Der Flügeltürer ist nur noch mit wenig Tarnung unterwegs

Der eine ist längst Legende, während der andere sich noch geheimnisumwittert gibt. Die Rede ist vom berühmten Mercedes 300 SL Flügeltürer (1954-1957) und seinem modernen Nachfolger, dem Mercedes SLS AMG. Die jüngsten SLS-Erlkönigbilder zeigen jetzt neue Karosseriedetails des Supersportlers.

Optik mit Geschichte
So zeigt die Frontansicht weite Teile des großen, horizontal geteilten Kühlergrills, auf dem mittig der Mercedes-Stern prangen wird. Bei den flachen, eckigen Scheinwerfern sind Tagfahrlicht und Blinker in LED-Technik ausgeführt. In der Seitenansicht ist die Proportionierung des 4,64 Meter langen SLS AMG nun besser erkennbar. Wie beim historischen Vorbild gibt es eine lange Motorhaube und ein rundliches, leicht abfallendes Heck mit integriertem Spoiler und schmalen LED-Rückleuchten.
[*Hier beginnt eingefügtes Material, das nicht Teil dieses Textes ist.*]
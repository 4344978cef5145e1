//! The [`Registry`] seam.

use async_trait::async_trait;
use intermesh_types::{
    Client, EntityKind, IoTDevice, Plat2PlatSubscription, Platform, QueryResult, QueryType,
    RouteError, Subscription,
};
use thiserror::Error;

use crate::query::DeviceFilter;

/// Errors raised by a registry backend.
#[derive(Error, Debug)]
pub enum RegistryError {
    #[error("SQLite error: {0}")]
    Sqlite(#[from] rusqlite::Error),
    #[error("stored record is not valid JSON: {0}")]
    Json(#[from] serde_json::Error),
    #[error("{kind} '{id}' not found")]
    NotFound { kind: EntityKind, id: String },
    #[error("{kind} '{id}' already exists")]
    AlreadyExists { kind: EntityKind, id: String },
    #[error("invalid query: {0}")]
    InvalidQuery(String),
}

impl RegistryError {
    pub fn not_found(kind: EntityKind, id: impl Into<String>) -> Self {
        RegistryError::NotFound { kind, id: id.into() }
    }

    pub fn already_exists(kind: EntityKind, id: impl Into<String>) -> Self {
        RegistryError::AlreadyExists { kind, id: id.into() }
    }
}

impl From<RegistryError> for RouteError {
    fn from(e: RegistryError) -> Self {
        match e {
            RegistryError::NotFound { kind, id } => RouteError::NotRegistered { kind, id },
            RegistryError::AlreadyExists { kind, id } => RouteError::AlreadyRegistered { kind, id },
            other => RouteError::Middleware(format!("registry: {other}")),
        }
    }
}

/// Durable CRUD store for control-plane state.
///
/// Lookups that may legitimately miss (`get_*`) return `Ok(None)`; mutations
/// of an unknown entity fail with [`RegistryError::NotFound`].
#[async_trait]
pub trait Registry: Send + Sync {
    // ── Platforms ───────────────────────────────────────────────────────────

    /// # Errors
    ///
    /// [`RegistryError::AlreadyExists`] when the platform id is taken.
    async fn register_platform(&self, platform: &Platform) -> Result<(), RegistryError>;
    async fn update_platform(&self, platform: &Platform) -> Result<(), RegistryError>;
    /// Remove a platform together with every device it hosts.
    async fn remove_platform(&self, platform_id: &str) -> Result<(), RegistryError>;
    async fn list_platforms(&self) -> Result<Vec<Platform>, RegistryError>;
    async fn get_platform_by_id(&self, platform_id: &str) -> Result<Option<Platform>, RegistryError>;

    // ── Devices ─────────────────────────────────────────────────────────────

    /// Insert devices, replacing any stored record with the same id.
    async fn register_devices(&self, devices: &[IoTDevice]) -> Result<(), RegistryError>;
    /// # Errors
    ///
    /// [`RegistryError::NotFound`] for the first device that is not stored;
    /// nothing is written in that case.
    async fn update_devices(&self, devices: &[IoTDevice]) -> Result<(), RegistryError>;
    /// Remove devices by id. Unknown ids are ignored.
    async fn remove_devices(&self, device_ids: &[String]) -> Result<(), RegistryError>;
    /// Stored records for the given ids, skipping unknown ones.
    async fn get_devices(&self, device_ids: &[String]) -> Result<Vec<IoTDevice>, RegistryError>;
    /// Ids of every device hosted by `platform_id`.
    async fn get_device_ids(&self, platform_id: &str) -> Result<Vec<String>, RegistryError>;
    /// All devices, or those of one platform.
    async fn list_devices(&self, platform_id: Option<&str>) -> Result<Vec<IoTDevice>, RegistryError>;

    // ── Client subscriptions ────────────────────────────────────────────────

    async fn subscribe(&self, subscription: &Subscription) -> Result<(), RegistryError>;
    async fn delete_subscription(&self, conversation_id: &str) -> Result<(), RegistryError>;
    /// Every subscription, or those of one client.
    async fn list_subscriptions(&self, client_id: Option<&str>) -> Result<Vec<Subscription>, RegistryError>;
    async fn get_subscription_by_id(&self, conversation_id: &str) -> Result<Option<Subscription>, RegistryError>;

    // ── Virtual subscriptions ───────────────────────────────────────────────

    async fn add_plat2plat_subscription(&self, subscription: &Plat2PlatSubscription) -> Result<(), RegistryError>;
    async fn delete_plat2plat_subscription(&self, conversation_id: &str) -> Result<(), RegistryError>;
    async fn list_plat2plat_subscriptions(&self) -> Result<Vec<Plat2PlatSubscription>, RegistryError>;
    async fn get_plat2plat_subscription(
        &self,
        conversation_id: &str,
    ) -> Result<Option<Plat2PlatSubscription>, RegistryError>;

    /// The virtual subscription linking `source_device_id` to
    /// `target_device_id`, if any.
    async fn find_plat2plat_subscription(
        &self,
        source_device_id: &str,
        target_device_id: &str,
    ) -> Result<Option<Plat2PlatSubscription>, RegistryError> {
        Ok(self
            .list_plat2plat_subscriptions()
            .await?
            .into_iter()
            .find(|s| s.source_device_id == source_device_id && s.target_device_id == target_device_id))
    }

    // ── Clients ─────────────────────────────────────────────────────────────

    async fn register_client(&self, client: &Client) -> Result<(), RegistryError>;
    async fn update_client(&self, client: &Client) -> Result<(), RegistryError>;
    async fn remove_client(&self, client_id: &str) -> Result<(), RegistryError>;
    async fn get_client(&self, client_id: &str) -> Result<Option<Client>, RegistryError>;
    async fn list_clients(&self) -> Result<Vec<Client>, RegistryError>;

    // ── Discovery ───────────────────────────────────────────────────────────

    /// Run a device discovery query. See [`DeviceFilter`] for the syntax.
    ///
    /// # Errors
    ///
    /// [`RegistryError::InvalidQuery`] when the query cannot be parsed.
    async fn execute_query(&self, query: &str, query_type: QueryType) -> Result<QueryResult, RegistryError> {
        let filter = DeviceFilter::parse(query)?;
        let devices = self.list_devices(filter.platform_id()).await?;
        Ok(filter.evaluate(devices, query_type))
    }
}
Dazwischen befinden sich als weiteres Zitat an die Tradition Flügeltüren, die in einem Winkel von 70 Grad öffnen, wie Mercedes bereits mitteilte. Das Cockpit im sachlichen Leder-Alu-Look ist bereits von offiziellen Bildern bekannt.

Ordentlich Kraft
Ebenfalls schon amtlich sind die Daten des Transaxle-Antriebs: Während vorne ein 6,3-Liter-V8-Saugmotor mit 571 PS arbeitet, ist das erstmals eingesetzte Siebengang-Doppelkupplungsgetriebe hinten untergebracht. Vier Schaltprogramme stehen zur Auswahl, hinzu kommt eine ,Launch-Control", die beim Anfahren die optimale Drehzahl bereitstellt. Die Beschleunigung auf 100 km/h beträgt 3,8 Sekunden, die Spitze beziffert Mercedes auf 315 km/h. Die Karosserie soll dank Aluminium-Spaceframe-Technik nur 241 Kilogramm wiegen. Die Premiere des SLS AMG findet im September 2009 auf der IAA in Frankfurt statt, die ersten Fahrzeuge werden im Frühjahr 2010 ausgeliefert.